The case highlights a controversial feature of Mexico’s justice system, based on civil law, where, in the language of an advisory from the U.S. consulate in Tijuana, the accused are “guilty until proven innocent.”

Headlines from the Western Hemisphere

North America

  • The U.S. Government Accountability Office issued a report critical of the Obama administration’s ability to detect fraud in asylum cases, in which immigrants who have already made it to the United States petition to stay in order to escape persecution, thousands of which are submitted every year by Mexicans and Central Americans.
  • Mexican authorities said Thursday they stopped a truck carrying 64 migrants, most of them from Central America, treating two of the migrants for lack of oxygen and arresting the transporters in Nuevo Leon state.
  • Mexico’s state-run oil company Pemex opened the first of five gas stations in Houston, Texas on Thursday, and while the stations are branded in a fashion similar to those in Mexico, the gas stations will sell gasoline from U.S. reserves.

Caribbean

  • A Constitutional Tribunal in the Dominican Republic blocked a new law that would have, for the first time, allowed abortions in cases when the pregnant woman’s life was at risk.
  • U.S. prosecutors charged 10 Puerto Rican businessmen and officials, including a top fundraiser for the leading party, with corruption, amid a historic debt crisis and just days after the territory narrowly, temporarily staved off default.

Central America

  • Costa Rica’s Foreign Minister Manuel González announced that a plan for the nearly 4,000 Cuban migrants stuck in that country seeking to get to the United States through a proposed “humanitarian corridor” through Central America had been rejected by Guatemala.
  • A Salvadoran judge has ruled that former President Francisco Flores Pérez must stand trial for allegedly diverting $15 million in donated funds intended for earthquake victims to personal and party accounts.

Andes

  • Ecuador’s National Assembly passed a constitutional amendment Thursday to lift presidential term limits, a move that will permit the incumbent Rafael Correa to continuously run for office after 2021.
  • Venezuela’s health care system is failing due to lack of medicines and basic supplies, a source of mounting frustration for medical personnel and patients alike, according to the BBC.
  • Meanwhile, health care is just one issue on a long list of concerns Venezuelans have ahead of elections Dec. 6, according to a poll released by the Pew Research Center Thursday, which found 85 percent of Venezeulans are dissatisfied with how things are going in their country though 43 percent still believe the country should follow former President Hugo Chavez’s policies.
  • Colombia’s Attorney General’s Office launched an investigation Thursday into the alleged illegal surveillance and wiretapping of journalist Vicky Dávila, the director of La F.M. radio’s morning news program, after Dávila filed a complaint.
  • Bolivia’s government announced Thursday that it will invest around $6.3 billion through 2020, including the construction of four new wind farms, in order to boost the country’s power capacity.

Southern Cone

  • The 2,000 word impeachment complaint against Brazilian President Dilma Rousseff was read in the Chamber of Deputies Thursday.

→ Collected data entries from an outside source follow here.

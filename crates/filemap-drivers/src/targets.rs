use filemap_core::PropertyMap;
use filemap_fs::NormalizedPath;
use serde_json::Value;

/// Property naming the file a record belongs to.
pub(crate) const TARGET: &str = "target";

/// File for a new record: its `target` property, else the first
/// configured target, else `fallback`.
pub(crate) fn select_target(
    targets: &[NormalizedPath],
    properties: &PropertyMap,
    fallback: &str,
) -> NormalizedPath {
    properties
        .get(TARGET)
        .and_then(Value::as_str)
        .map(NormalizedPath::new)
        .or_else(|| targets.first().cloned())
        .unwrap_or_else(|| NormalizedPath::new(fallback))
}
//! Writing dirty files back

use filemap_fs::{NormalizedPath, checksum, io};
use serde::Serialize;

use crate::driver::{Capability, DriverError};
use crate::error::FlushFailure;
use crate::record::Record;
use crate::session::Session;
use crate::{Error, Result};

/// Outcome of a flush.
#[derive(Debug, Clone, Default, PartialEq, Eq, Serialize)]
pub struct FlushReport {
    /// Files rewritten on disk.
    pub written: Vec<NormalizedPath>,
    /// Dirty files whose serialized content matched what was on disk.
    pub unchanged: Vec<NormalizedPath>,
    /// Files a dry run would have written.
    pub would_write: Vec<NormalizedPath>,
}

impl FlushReport {
    /// Nothing was (or would have been) written.
    pub fn is_noop(&self) -> bool {
        self.written.is_empty() && self.would_write.is_empty()
    }
}

impl Session {
    /// Rewrite every dirty file; clean files are not even serialized.
    ///
    /// Each dirty file gets all materialized records attributed to it,
    /// destroyed ones included. A driver that does not declare
    /// [`Capability::Serialize`] is never asked to serialize. Stops at the first failing file: files
    /// flushed before it stay flushed and the failing file stays dirty.
    pub fn flush(&mut self) -> Result<FlushReport> {
        let mut report = FlushReport::default();

        for path in self.registry.dirty_paths() {
            if !self.driver.supports(Capability::Serialize) {
                return Err(Error::Flush {
                    path,
                    source: FlushFailure::Serialize(DriverError::Unsupported {
                        capability: Capability::Serialize,
                    }),
                });
            }

            let content = {
                let records: Vec<&Record> = self
                    .records
                    .iter()
                    .filter(|record| !record.is_pending() && record.file() == &path)
                    .collect();
                self.driver
                    .serialize(&path, &records)
                    .map_err(|source| Error::Flush {
                        path: path.clone(),
                        source: FlushFailure::Serialize(source),
                    })?
            };

            if self.config.dry_run {
                tracing::info!(path = %path, "[dry-run] Would write file");
                report.would_write.push(path);
                continue;
            }

            let new_checksum = checksum::compute_content_checksum(&content);
            let unchanged = self
                .registry
                .get(&path)
                .and_then(|entry| entry.checksum())
                .is_some_and(|previous| previous == new_checksum);

            if unchanged {
                tracing::debug!(path = %path, "Content unchanged, skipping write");
                report.unchanged.push(path.clone());
            } else {
                io::write_atomic(&path, content.as_bytes(), self.config.robustness()).map_err(
                    |source| Error::Flush {
                        path: path.clone(),
                        source: FlushFailure::Write(source),
                    },
                )?;
                report.written.push(path.clone());
            }

            self.registry.mark_clean(&path, Some(new_checksum));
        }

        tracing::info!(
            written = report.written.len(),
            unchanged = report.unchanged.len(),
            would_write = report.would_write.len(),
            "Flushed"
        );
        Ok(report)
    }
}
use std::collections::HashMap;

use filemap_core::{DesiredResource, Error, FlushFailure, Resource, Schema, Session};
use filemap_drivers::HostsDriver;
use filemap_test_utils::FixtureDir;
use pretty_assertions::assert_eq;
use serde_json::json;

const HOSTS: &str = "\
# static table
127.0.0.1\tlocalhost
10.0.0.1\tweb.internal\tweb www\t# frontend
10.0.0.2\tdb.internal
";

fn schema() -> Schema {
    Schema::new(["ensure", "ip", "host_aliases", "comment"], ["target"])
}

fn session(dir: &FixtureDir) -> Session {
    Session::new(HostsDriver::new([dir.path("hosts")]), &schema())
}

#[test]
fn loads_every_host_entry() {
    let dir = FixtureDir::new();
    dir.write("hosts", HOSTS);
    let mut session = session(&dir);

    let ids = session.load_all().unwrap();

    let names: Vec<_> = ids
        .iter()
        .map(|id| session.record(*id).unwrap().name().to_string())
        .collect();
    assert_eq!(names, ["localhost", "web.internal", "db.internal"]);
    assert_eq!(
        session.get(ids[1], "host_aliases").unwrap(),
        Some(&json!(["web", "www"]))
    );
    assert_eq!(session.record(ids[1]).unwrap().provider(), "hosts");
}

#[test]
fn untouched_file_keeps_its_comments() {
    let dir = FixtureDir::new();
    dir.write("hosts", HOSTS);
    let mut session = session(&dir);
    session.load_all().unwrap();

    assert!(session.flush().unwrap().is_noop());
    assert_eq!(dir.read("hosts"), HOSTS);
}

#[test]
fn full_run_creates_updates_and_removes() {
    let dir = FixtureDir::new();
    dir.write("hosts", HOSTS);
    let mut session = session(&dir);
    let mut resources: HashMap<String, Resource> = [
        Resource::new("web.internal")
            .with("ensure", "present")
            .with("ip", "10.0.0.5"),
        Resource::new("db.internal").with("ensure", "absent"),
        Resource::new("cache.internal")
            .with("ensure", "present")
            .with("ip", "10.0.0.7")
            .with("host_aliases", json!(["cache"])),
    ]
    .into_iter()
    .map(|r| (r.name().to_string(), r))
    .collect();

    session.prefetch(&mut resources).unwrap();

    let web = resources["web.internal"].provider().unwrap();
    session.record_mut(web).unwrap().set("ip", "10.0.0.5").unwrap();
    let db = resources["db.internal"].provider().unwrap();
    session.record_mut(db).unwrap().destroy().unwrap();
    assert_eq!(resources["cache.internal"].provider(), None);
    session.create(&resources["cache.internal"]).unwrap();

    let report = session.flush().unwrap();

    assert_eq!(report.written, vec![dir.path("hosts")]);
    assert_eq!(
        dir.read("hosts"),
        "127.0.0.1\tlocalhost\n\
         10.0.0.5\tweb.internal\tweb www\t# frontend\n\
         10.0.0.7\tcache.internal\tcache\n"
    );
}

#[test]
fn new_host_goes_to_its_target_file() {
    let dir = FixtureDir::new();
    dir.write("hosts", HOSTS);
    let extra = dir.path("hosts.d/extra");
    let mut session = Session::new(
        HostsDriver::new([dir.path("hosts"), extra.clone()]),
        &schema(),
    );
    session.load_all().unwrap();

    session
        .create(
            &Resource::new("mail.internal")
                .with("ip", "10.0.0.9")
                .with("target", extra.as_str()),
        )
        .unwrap();
    session.flush().unwrap();

    assert_eq!(dir.read("hosts"), HOSTS);
    assert_eq!(dir.read("hosts.d/extra"), "10.0.0.9\tmail.internal\n");
}

#[test]
fn host_without_ip_fails_flush() {
    let dir = FixtureDir::new();
    dir.write("hosts", "");
    let mut session = session(&dir);
    session.load_all().unwrap();

    session
        .create(&Resource::new("ghost").with("ensure", "present"))
        .unwrap();

    let err = session.flush().unwrap_err();
    assert_eq!(err.path(), Some(&dir.path("hosts")));
    assert_eq!(dir.read("hosts"), "");
}

#[test]
fn malformed_line_fails_load() {
    let dir = FixtureDir::new();
    dir.write("hosts", "127.0.0.1 localhost\n10.0.0.3\n");
    let mut session = session(&dir);

    let err = session.load_all().unwrap_err();

    assert!(err.is_load_error());
    assert!(err.to_string().contains("hosts"));
    assert!(session.failed());
}

#[test]
fn non_string_alias_fails_flush() {
    let dir = FixtureDir::new();
    dir.write("hosts", HOSTS);
    let mut session = session(&dir);
    let ids = session.load_all().unwrap();

    session
        .record_mut(ids[1])
        .unwrap()
        .set("host_aliases", json!(["web", 80]))
        .unwrap();
    let err = session.flush().unwrap_err();

    assert!(matches!(
        err,
        Error::Flush {
            source: FlushFailure::Serialize(_),
            ..
        }
    ));
    assert!(err.to_string().contains("non-string alias"));
    assert_eq!(dir.read("hosts"), HOSTS);
}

While the president’s allies have already begun to rally support to keep Rousseff in office, investors seemed to celebrate the news as Brazil’s stock market and currency gained Thursday in response.
  • Argentine President-elect Mauricio Macri named Gustavo Arribas, a sports agent and former Boca Juniors club executive, as the next director of Argentina’s Federal Intelligence Agency on Thursday.
  • Optimism that the election of Mauricio Macri will mean a boost to Argentina’s economy is,”excessive and maybe even exaggerated,” warns a Forbes article, which suggests Argentina’s current political and economic situation is too complicated for a quick turnaround.
  • Representatives Tesla Motors, the US electric car maker, met with Chilean authorities to discuss a planned partnership with state copper mine Codelco in order to obtain lithium, a key ingredient in Tesla car batteries.